Since the inception of the internet, domain name system (DNS) remains the bane of cyber safety experts everywhere. Its utilitarian design, though guarantying high functionality, comprises harshly on defenses. DNS security is thus an area of networking that users should pay more attention to. Incidentally, or rather ironically, it remains the area where the least amount of interaction. Taking advantage of this, hackers frequently target the DNS in order to harm devices or steal data.
What is Switcher Trojan?
Android Trojan, or more popularly, Switcher Trojan is a malware designed to hack into users’ WiFi and take control of their network via the DNS. Detected by Researchers at Kaspersky Lab, the malware has two versions – a copy of Chinese search engine Baidu’s mobile version and another, a fraudulent version of an app that is used for locating and sharing WiFi information among users. Together, these two have attacked over 1,280 wireless networks, most of which were based in China.
How does it work?
Once a victim has downloaded either of the two malicious apps, the trojan sends a report to a command-and-control (C&C) server along with a network ID. Unlike most malwares, Android Switcher doesn’t steal data from the user it has infiltrated, instead it works on corrupting the entire network, thereby making the user an unwitting accomplice to the hack.
The trojan relies on brute force method to try and guess the password, and thus, login to the web UI of the router. It tries various credentials till a match is found. For now, this method works only on TP-Link routers. If the attack is successful, the malware then swaps the router’s ISP provided DNS with its own rogue version. This means that the router no longer knows how to redirect the domain name provided by the user. As a precautionary measure, it also configures a legitimate Google DNS (188.8.131.52) as a secondary DNS in case the malicious server crashes. Thus, the user doesn’t detect anything suspicious.
What does this mean for you?
To access any website, we usually enter its URL into the search bar. A website, however, is not actually linked to this name. It is linked to an IP address provided by the IANA upon request. DNS or Domain Naming Service links the entered website name (or domain name) with its logical address and retrieves the information to make the webpage available to us.
Once the domain is compromised, however, attackers can use rogue domains to lure unsuspecting users into any webpage of their choice. You may enter google.com, and you may see a page that looks exactly like google.com, but the data you enter will not go to google, but to a separate database maintained by the creators of the malware. They can now retrieve analyze and use any information you enter. This is DNS Hijacking.
How to protect yourself
Brute force method of hacking is not a sophisticated one. It relies primarily on the user’s lack of knowledge and the resulting vulnerability of a router. Most users never change their default passwords and hence it becomes very easy to crack them. A strong password consisting of alphabets, digits, and special characters, may take years to guess and thus will never be hacked.

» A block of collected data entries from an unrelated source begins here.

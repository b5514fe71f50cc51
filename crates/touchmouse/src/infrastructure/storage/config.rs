//! TOML-based configuration for the relay.
//!
//! The file is looked up at the platform-appropriate location unless a path
//! is given explicitly:
//! - Windows:  `%APPDATA%\TouchMouse\config.toml`
//! - Linux:    `~/.config/touchmouse/config.toml` (or `$XDG_CONFIG_HOME`)
//! - macOS:    `~/Library/Application Support/TouchMouse/config.toml`
//!
//! ```toml
//! [relay]
//! remote_address = "192.168.25.9:2501"
//! log_level = "info"
//!
//! [gesture]
//! tap_threshold_ms = 1000
//! velocity_factor = 4
//! strict_phases = false
//!
//! [queue]
//! capacity = 256
//!
//! [input]
//! pixels_per_pt = 1.0
//! ```
//!
//! Every field has a `#[serde(default = ...)]` helper, so a partial file (or
//! no file at all) is valid.  The one exception is `remote_address`: it has
//! no sensible default and [`RelayConfig::validate`] rejects a config without
//! one.  Command-line flags are applied on top of the file by the binary.

use std::path::{Path, PathBuf};
use std::time::Duration;

use serde::{Deserialize, Serialize};
use thiserror::Error;
use touchmouse_core::GestureConfig;

use crate::application::event_queue::DEFAULT_QUEUE_CAPACITY;

/// Error type for configuration operations.
#[derive(Debug, Error)]
pub enum ConfigError {
    /// The platform config directory could not be determined.
    #[error("could not determine platform config directory")]
    NoPlatformConfigDir,

    /// A file system I/O error occurred.
    #[error("I/O error accessing config at {path}: {source}")]
    Io {
        path: PathBuf,
        #[source]
        source: std::io::Error,
    },

    /// The TOML content could not be parsed.
    #[error("failed to parse config TOML: {0}")]
    Parse(#[from] toml::de::Error),

    /// The config could not be serialized to TOML.
    #[error("failed to serialize config: {0}")]
    Serialize(#[from] toml::ser::Error),

    /// Neither the file nor the command line named a listener.
    #[error("no remote address configured (set [relay] remote_address or pass --remote)")]
    MissingRemoteAddress,

    /// A field holds a value the relay cannot run with.
    #[error("invalid value for {field}: {reason}")]
    InvalidValue {
        field: &'static str,
        reason: String,
    },
}

// ── Config schema types ───────────────────────────────────────────────────────

/// Top-level relay configuration.
#[derive(Debug, Clone, Default, Serialize, Deserialize, PartialEq)]
pub struct RelayConfig {
    #[serde(default)]
    pub relay: RelaySection,
    #[serde(default)]
    pub gesture: GestureSection,
    #[serde(default)]
    pub queue: QueueSection,
    #[serde(default)]
    pub input: InputSection,
}

/// Where to send actions and how loudly to log.
#[derive(Debug, Clone, Serialize, Deserialize, PartialEq)]
pub struct RelaySection {
    /// Listener address as `host:port`.
    #[serde(default, skip_serializing_if = "Option::is_none")]
    pub remote_address: Option<String>,
    /// `tracing` log level used when `RUST_LOG` is unset.
    #[serde(default = "default_log_level")]
    pub log_level: String,
}

/// Gesture classification tuning.
#[derive(Debug, Clone, Serialize, Deserialize, PartialEq)]
pub struct GestureSection {
    /// A press shorter than this is a click.
    #[serde(default = "default_tap_threshold_ms")]
    pub tap_threshold_ms: u64,
    /// Multiplier applied to every drag delta.
    #[serde(default = "default_velocity_factor")]
    pub velocity_factor: i32,
    /// Ignore Move/End samples that arrive without a Begin.
    #[serde(default)]
    pub strict_phases: bool,
}

#[derive(Debug, Clone, Serialize, Deserialize, PartialEq)]
pub struct QueueSection {
    #[serde(default = "default_capacity")]
    pub capacity: usize,
}

#[derive(Debug, Clone, Serialize, Deserialize, PartialEq)]
pub struct InputSection {
    /// Physical pixels per logical point on the touch surface.
    #[serde(default = "default_pixels_per_pt")]
    pub pixels_per_pt: f32,
}

// ── Default helpers ───────────────────────────────────────────────────────────

fn default_log_level() -> String {
    "info".to_string()
}
fn default_tap_threshold_ms() -> u64 {
    1000
}
fn default_velocity_factor() -> i32 {
    touchmouse_core::domain::gesture::DEFAULT_VELOCITY_FACTOR
}
fn default_capacity() -> usize {
    DEFAULT_QUEUE_CAPACITY
}
fn default_pixels_per_pt() -> f32 {
    1.0
}

impl Default for RelaySection {
    fn default() -> Self {
        Self {
            remote_address: None,
            log_level: default_log_level(),
        }
    }
}

impl Default for GestureSection {
    fn default() -> Self {
        Self {
            tap_threshold_ms: default_tap_threshold_ms(),
            velocity_factor: default_velocity_factor(),
            strict_phases: false,
        }
    }
}

impl Default for QueueSection {
    fn default() -> Self {
        Self {
            capacity: default_capacity(),
        }
    }
}

impl Default for InputSection {
    fn default() -> Self {
        Self {
            pixels_per_pt: default_pixels_per_pt(),
        }
    }
}

impl RelayConfig {
    /// Checks that the relay can start with this configuration.
    ///
    /// # Errors
    ///
    /// Returns [`ConfigError::MissingRemoteAddress`] or
    /// [`ConfigError::InvalidValue`] for the first problem found.
    pub fn validate(&self) -> Result<(), ConfigError> {
        self.remote_address()?;
        if self.queue.capacity == 0 {
            return Err(ConfigError::InvalidValue {
                field: "queue.capacity",
                reason: "must be at least 1".to_string(),
            });
        }
        if self.gesture.velocity_factor <= 0 {
            return Err(ConfigError::InvalidValue {
                field: "gesture.velocity_factor",
                reason: format!("must be positive, got {}", self.gesture.velocity_factor),
            });
        }
        let ppp = self.input.pixels_per_pt;
        if !(ppp.is_finite() && ppp > 0.0) {
            return Err(ConfigError::InvalidValue {
                field: "input.pixels_per_pt",
                reason: format!("must be a positive number, got {ppp}"),
            });
        }
        Ok(())
    }

    /// The configured listener address, trimmed.
    ///
    /// # Errors
    ///
    /// Returns [`ConfigError::MissingRemoteAddress`] if it is unset or blank.
    pub fn remote_address(&self) -> Result<&str, ConfigError> {
        self.relay
            .remote_address
            .as_deref()
            .map(str::trim)
            .filter(|addr| !addr.is_empty())
            .ok_or(ConfigError::MissingRemoteAddress)
    }

    /// Classifier settings derived from the `[gesture]` section.
    pub fn gesture_config(&self) -> GestureConfig {
        GestureConfig {
            tap_threshold: Duration::from_millis(self.gesture.tap_threshold_ms),
            velocity_factor: self.gesture.velocity_factor,
            strict_phases: self.gesture.strict_phases,
        }
    }

    /// Renders the configuration as TOML.
    ///
    /// # Errors
    ///
    /// Returns [`ConfigError::Serialize`] if serialization fails.
    pub fn to_toml(&self) -> Result<String, ConfigError> {
        Ok(toml::to_string_pretty(self)?)
    }
}

// ── Config repository ─────────────────────────────────────────────────────────

/// Determines the platform-appropriate directory for the config file.
///
/// # Errors
///
/// Returns [`ConfigError::NoPlatformConfigDir`] when the platform config base
/// directory cannot be determined from the environment.
pub fn config_dir() -> Result<PathBuf, ConfigError> {
    platform_config_dir().ok_or(ConfigError::NoPlatformConfigDir)
}

/// Resolves the full path to the default config file.
///
/// # Errors
///
/// Returns [`ConfigError::NoPlatformConfigDir`] if the base directory cannot be
/// determined.
pub fn config_file_path() -> Result<PathBuf, ConfigError> {
    Ok(config_dir()?.join("config.toml"))
}

/// Loads the config from the platform location, returning
/// `RelayConfig::default()` if the file does not exist yet.
///
/// # Errors
///
/// Returns [`ConfigError::Io`] for file-system errors other than "not found",
/// and [`ConfigError::Parse`] if the TOML is malformed.
pub fn load_config() -> Result<RelayConfig, ConfigError> {
    let path = config_file_path()?;

    match std::fs::read_to_string(&path) {
        Ok(content) => Ok(toml::from_str(&content)?),
        Err(e) if e.kind() == std::io::ErrorKind::NotFound => Ok(RelayConfig::default()),
        Err(e) => Err(ConfigError::Io { path, source: e }),
    }
}

/// Loads the config from an explicitly chosen file.
///
/// Unlike [`load_config`], a missing file is an error here.
///
/// # Errors
///
/// Returns [`ConfigError::Io`] if the file cannot be read and
/// [`ConfigError::Parse`] if the TOML is malformed.
pub fn load_config_from(path: &Path) -> Result<RelayConfig, ConfigError> {
    let content = std::fs::read_to_string(path).map_err(|source| ConfigError::Io {
        path: path.to_path_buf(),
        source,
    })?;
    Ok(toml::from_str(&content)?)
}

/// Resolves the platform config base directory including the app subdirectory.
fn platform_config_dir() -> Option<PathBuf> {
    #[cfg(target_os = "windows")]
    {
        std::env::var_os("APPDATA").map(|p| PathBuf::from(p).join("TouchMouse"))
    }

    #[cfg(target_os = "linux")]
    {
        let base = std::env::var_os("XDG_CONFIG_HOME")
            .map(PathBuf::from)
            .or_else(|| std::env::var_os("HOME").map(|h| PathBuf::from(h).join(".config")))?;
        Some(base.join("touchmouse"))
    }

    #[cfg(target_os = "macos")]
    {
        std::env::var_os("HOME").map(|h| {
            PathBuf::from(h)
                .join("Library")
                .join("Application Support")
                .join("TouchMouse")
        })
    }

    #[cfg(not(any(target_os = "windows", target_os = "linux", target_os = "macos")))]
    {
        None
    }
}

// ── Tests ─────────────────────────────────────────────────────────────────────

Another good rule of thumb is to never download unsafe apps. APKs available from third party sites are often malicious. When in doubt, stick to the official play store.
And, finally, always invest in a good antivirus software. Malwares like this one can easily be detected by robust antivirus systems. Update your virus definitions periodically and you should be safe from most softwares trying to harm your device and resources.